--- RECORDS FOR THIS TASK Enclosed Below ---
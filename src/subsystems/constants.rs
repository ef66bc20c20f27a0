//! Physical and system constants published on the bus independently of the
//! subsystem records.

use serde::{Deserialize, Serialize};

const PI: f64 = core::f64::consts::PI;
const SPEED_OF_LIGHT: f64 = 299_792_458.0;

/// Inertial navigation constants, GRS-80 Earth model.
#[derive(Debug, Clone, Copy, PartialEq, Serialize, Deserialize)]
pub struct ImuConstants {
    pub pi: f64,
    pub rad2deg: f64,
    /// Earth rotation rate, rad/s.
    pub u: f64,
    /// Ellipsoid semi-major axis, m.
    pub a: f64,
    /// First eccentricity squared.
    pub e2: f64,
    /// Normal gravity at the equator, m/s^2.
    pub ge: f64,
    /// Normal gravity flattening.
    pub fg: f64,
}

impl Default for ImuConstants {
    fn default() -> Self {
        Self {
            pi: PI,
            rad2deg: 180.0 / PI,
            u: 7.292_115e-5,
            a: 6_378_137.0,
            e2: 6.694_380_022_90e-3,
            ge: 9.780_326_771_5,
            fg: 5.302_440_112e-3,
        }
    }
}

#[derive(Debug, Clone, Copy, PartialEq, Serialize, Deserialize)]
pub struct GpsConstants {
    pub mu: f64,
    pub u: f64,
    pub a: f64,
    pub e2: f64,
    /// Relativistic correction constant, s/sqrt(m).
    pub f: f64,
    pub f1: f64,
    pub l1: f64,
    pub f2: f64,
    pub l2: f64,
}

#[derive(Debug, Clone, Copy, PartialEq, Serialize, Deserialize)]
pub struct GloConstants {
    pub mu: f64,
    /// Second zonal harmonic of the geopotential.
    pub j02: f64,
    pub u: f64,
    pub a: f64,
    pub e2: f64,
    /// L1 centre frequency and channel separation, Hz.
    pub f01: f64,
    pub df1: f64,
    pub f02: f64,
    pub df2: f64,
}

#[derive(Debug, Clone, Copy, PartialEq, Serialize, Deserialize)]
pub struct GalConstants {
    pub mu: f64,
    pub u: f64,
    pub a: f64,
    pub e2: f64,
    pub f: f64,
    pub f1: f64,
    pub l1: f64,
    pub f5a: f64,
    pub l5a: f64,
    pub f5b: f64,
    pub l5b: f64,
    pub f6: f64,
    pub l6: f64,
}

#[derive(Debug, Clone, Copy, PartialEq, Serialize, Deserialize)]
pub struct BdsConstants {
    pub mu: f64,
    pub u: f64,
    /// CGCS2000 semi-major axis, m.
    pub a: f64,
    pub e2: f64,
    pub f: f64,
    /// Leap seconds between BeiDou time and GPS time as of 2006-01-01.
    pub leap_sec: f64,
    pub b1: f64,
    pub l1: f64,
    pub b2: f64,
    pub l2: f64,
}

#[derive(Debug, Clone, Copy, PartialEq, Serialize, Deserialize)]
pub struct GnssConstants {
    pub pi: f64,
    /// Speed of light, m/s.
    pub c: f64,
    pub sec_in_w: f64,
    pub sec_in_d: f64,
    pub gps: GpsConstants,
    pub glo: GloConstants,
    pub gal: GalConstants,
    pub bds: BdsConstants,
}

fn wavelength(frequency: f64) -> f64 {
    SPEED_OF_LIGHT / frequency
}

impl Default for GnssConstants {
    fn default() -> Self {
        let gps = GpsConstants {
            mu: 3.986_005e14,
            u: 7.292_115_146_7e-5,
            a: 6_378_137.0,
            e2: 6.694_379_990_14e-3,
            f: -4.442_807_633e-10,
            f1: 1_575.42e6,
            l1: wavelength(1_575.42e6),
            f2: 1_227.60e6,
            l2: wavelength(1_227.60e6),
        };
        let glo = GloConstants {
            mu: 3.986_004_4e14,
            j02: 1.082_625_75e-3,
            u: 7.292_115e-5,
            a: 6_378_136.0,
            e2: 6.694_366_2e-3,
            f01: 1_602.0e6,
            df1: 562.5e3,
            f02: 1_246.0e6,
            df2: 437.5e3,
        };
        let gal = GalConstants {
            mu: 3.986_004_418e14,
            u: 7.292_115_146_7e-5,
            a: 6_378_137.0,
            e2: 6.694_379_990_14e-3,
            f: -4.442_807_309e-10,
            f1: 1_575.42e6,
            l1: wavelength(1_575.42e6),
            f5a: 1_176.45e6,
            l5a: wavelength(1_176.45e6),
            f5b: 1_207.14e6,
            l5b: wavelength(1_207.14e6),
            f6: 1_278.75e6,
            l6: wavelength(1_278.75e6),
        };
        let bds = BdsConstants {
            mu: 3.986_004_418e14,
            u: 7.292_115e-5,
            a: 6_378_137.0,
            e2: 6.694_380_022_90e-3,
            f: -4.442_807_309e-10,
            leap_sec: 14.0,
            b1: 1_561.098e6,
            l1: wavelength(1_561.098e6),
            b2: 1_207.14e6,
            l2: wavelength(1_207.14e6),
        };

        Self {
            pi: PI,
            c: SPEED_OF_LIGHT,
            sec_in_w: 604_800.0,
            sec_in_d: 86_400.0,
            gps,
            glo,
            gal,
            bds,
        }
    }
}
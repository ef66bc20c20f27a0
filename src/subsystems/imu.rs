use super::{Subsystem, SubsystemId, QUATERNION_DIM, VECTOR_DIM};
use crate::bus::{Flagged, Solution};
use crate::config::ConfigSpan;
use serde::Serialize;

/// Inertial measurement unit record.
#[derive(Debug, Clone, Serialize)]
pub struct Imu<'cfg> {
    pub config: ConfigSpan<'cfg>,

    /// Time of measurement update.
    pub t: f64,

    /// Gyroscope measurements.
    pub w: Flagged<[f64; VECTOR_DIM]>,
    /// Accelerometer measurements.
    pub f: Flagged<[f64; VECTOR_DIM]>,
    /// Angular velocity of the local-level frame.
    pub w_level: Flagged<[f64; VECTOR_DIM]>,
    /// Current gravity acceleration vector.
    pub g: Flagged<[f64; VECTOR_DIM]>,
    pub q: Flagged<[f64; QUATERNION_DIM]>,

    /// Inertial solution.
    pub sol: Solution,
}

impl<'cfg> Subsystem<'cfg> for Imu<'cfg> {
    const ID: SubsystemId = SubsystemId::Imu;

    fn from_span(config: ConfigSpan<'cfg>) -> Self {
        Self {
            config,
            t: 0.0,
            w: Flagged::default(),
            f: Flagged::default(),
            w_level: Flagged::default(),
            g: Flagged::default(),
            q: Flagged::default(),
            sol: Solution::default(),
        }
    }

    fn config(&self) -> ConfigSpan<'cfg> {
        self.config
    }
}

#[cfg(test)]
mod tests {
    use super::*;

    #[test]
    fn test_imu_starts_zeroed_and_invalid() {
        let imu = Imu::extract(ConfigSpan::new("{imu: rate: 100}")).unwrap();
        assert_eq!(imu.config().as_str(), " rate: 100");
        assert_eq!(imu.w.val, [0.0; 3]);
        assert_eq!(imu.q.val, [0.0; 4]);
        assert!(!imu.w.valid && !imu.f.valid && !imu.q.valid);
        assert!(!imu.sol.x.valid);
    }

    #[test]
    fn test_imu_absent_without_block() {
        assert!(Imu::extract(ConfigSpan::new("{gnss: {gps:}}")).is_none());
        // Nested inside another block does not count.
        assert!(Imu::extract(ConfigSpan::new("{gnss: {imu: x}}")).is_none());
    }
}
--- End of Enclosed RECORDS FOR THIS TASK ---
- **HOW TO COMPLETE THIS TASK**:
Scan the entries above for the word "gravity" and collect each line holding it.

- **TASK SOLUTION**:
    /// Normal gravity at the equator, m/s^2.
    /// Normal gravity flattening.
    /// Current gravity acceleration vector.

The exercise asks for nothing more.